What is expected — Search the records for lines that contain the word "unwrap". Copy them all.

Records excerpted from a collection
....

//! Rule configuration and evaluation results

use serde::{Deserialize, Serialize};
use std::fmt;

/// A user-authored detection rule: an expression, outcome bands, and a weight.
#[derive(Debug, Clone, PartialEq, Serialize, Deserialize)]
#[serde(rename_all = "camelCase")]
pub struct RuleConfig {
    pub id: String,
    pub tenant_id: String,
    pub name: String,
    #[serde(default)]
    pub description: String,
    pub version: String,

    /// Expression evaluated against the transaction activation
    pub expression: String,

    /// Outcome bands for score-to-decision mapping, matched in order
    #[serde(default)]
    pub bands: Vec<RuleBand>,

    /// Rule weight in aggregation and typology calculation
    pub weight: f64,

    /// Whether the rule is active
    pub enabled: bool,
}

/// Maps a half-open score interval `[lower, upper)` to an outcome.
///
/// A missing `lower_limit` means 0.0; a missing `upper_limit` means unbounded
/// above.
#[derive(Debug, Clone, PartialEq, Serialize, Deserialize)]
#[serde(rename_all = "camelCase")]
pub struct RuleBand {
    #[serde(default, skip_serializing_if = "Option::is_none")]
    pub lower_limit: Option<f64>,
    #[serde(default, skip_serializing_if = "Option::is_none")]
    pub upper_limit: Option<f64>,
    pub sub_rule_ref: RuleOutcome,
    pub reason: String,
}

/// The closed set of rule outcomes.
#[derive(Debug, Clone, Copy, PartialEq, Eq, Hash, Serialize, Deserialize)]
pub enum RuleOutcome {
    /// Rule passed, no concern
    #[serde(rename = ".pass")]
    Pass,
    /// Rule flagged the transaction for review
    #[serde(rename = ".review")]
    Review,
    /// Critical failure; escalates the evaluation to an alert
    #[serde(rename = ".fail")]
    Fail,
    /// The rule's execution raised an error
    #[serde(rename = ".err")]
    Err,
}

impl fmt::Display for RuleOutcome {
    fn fmt(&self, f: &mut fmt::Formatter<'_>) -> fmt::Result {
        let s = match self {
            RuleOutcome::Pass => ".pass",
            RuleOutcome::Review => ".review",
            RuleOutcome::Fail => ".fail",
            RuleOutcome::Err => ".err",
        };
        f.write_str(s)
    }
}

/// The output of one rule evaluation for one transaction.
#[derive(Debug, Clone, PartialEq, Serialize, Deserialize)]
#[serde(rename_all = "camelCase")]
pub struct RuleResult {
    pub rule_id: String,
    pub tenant_id: String,
    pub tx_id: String,
    pub sub_rule_ref: RuleOutcome,
    /// The computed numeric value of the expression
    pub score: f64,
    pub reason: String,
    pub weight: f64,
    /// Processing time in milliseconds
    pub process_ms: i64,
}

#[cfg(test)]
mod tests {
    use super::*;

    #[test]
    fn test_outcome_serde_tags() {
        let json = serde_json::to_string(&RuleOutcome::Fail).unwrap();
        assert_eq!(json, "\".fail\"");

        let back: RuleOutcome = serde_json::from_str("\".review\"").unwrap();
        assert_eq!(back, RuleOutcome::Review);
    }

    #[test]
    fn test_band_serde_optional_limits() {
        let band: RuleBand = serde_json::from_str(
            r#"{"lowerLimit": 1.0, "subRuleRef": ".fail", "reason": "same account"}"#,
        )
        .unwrap();

        assert_eq!(band.lower_limit, Some(1.0));
        assert_eq!(band.upper_limit, None);
        assert_eq!(band.sub_rule_ref, RuleOutcome::Fail);
    }

    #[test]
    fn test_rule_config_round_trip() {
        let cfg = RuleConfig {
            id: "high-value".to_string(),
            tenant_id: "*".to_string(),
            name: "High value transfer".to_string(),
            description: String::new(),
            version: "1.0.0".to_string(),
            expression: "amount > 10000 ? 1.0 : 0.0".to_string(),
            bands: vec![RuleBand {
                lower_limit: Some(1.0),
                upper_limit: None,
                sub_rule_ref: RuleOutcome::Review,
                reason: "high value".to_string(),
            }],
            weight: 0.3,
            enabled: true,
        };

        let json = serde_json::to_string(&cfg).unwrap();
        assert!(json.contains("tenantId"));
        let back: RuleConfig = serde_json::from_str(&json).unwrap();
        assert_eq!(back, cfg);
    }
}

....

Response below —
        let json = serde_json::to_string(&RuleOutcome::Fail).unwrap();
        let back: RuleOutcome = serde_json::from_str("\".review\"").unwrap();
        .unwrap();
        let json = serde_json::to_string(&cfg).unwrap();
        let back: RuleConfig = serde_json::from_str(&json).unwrap();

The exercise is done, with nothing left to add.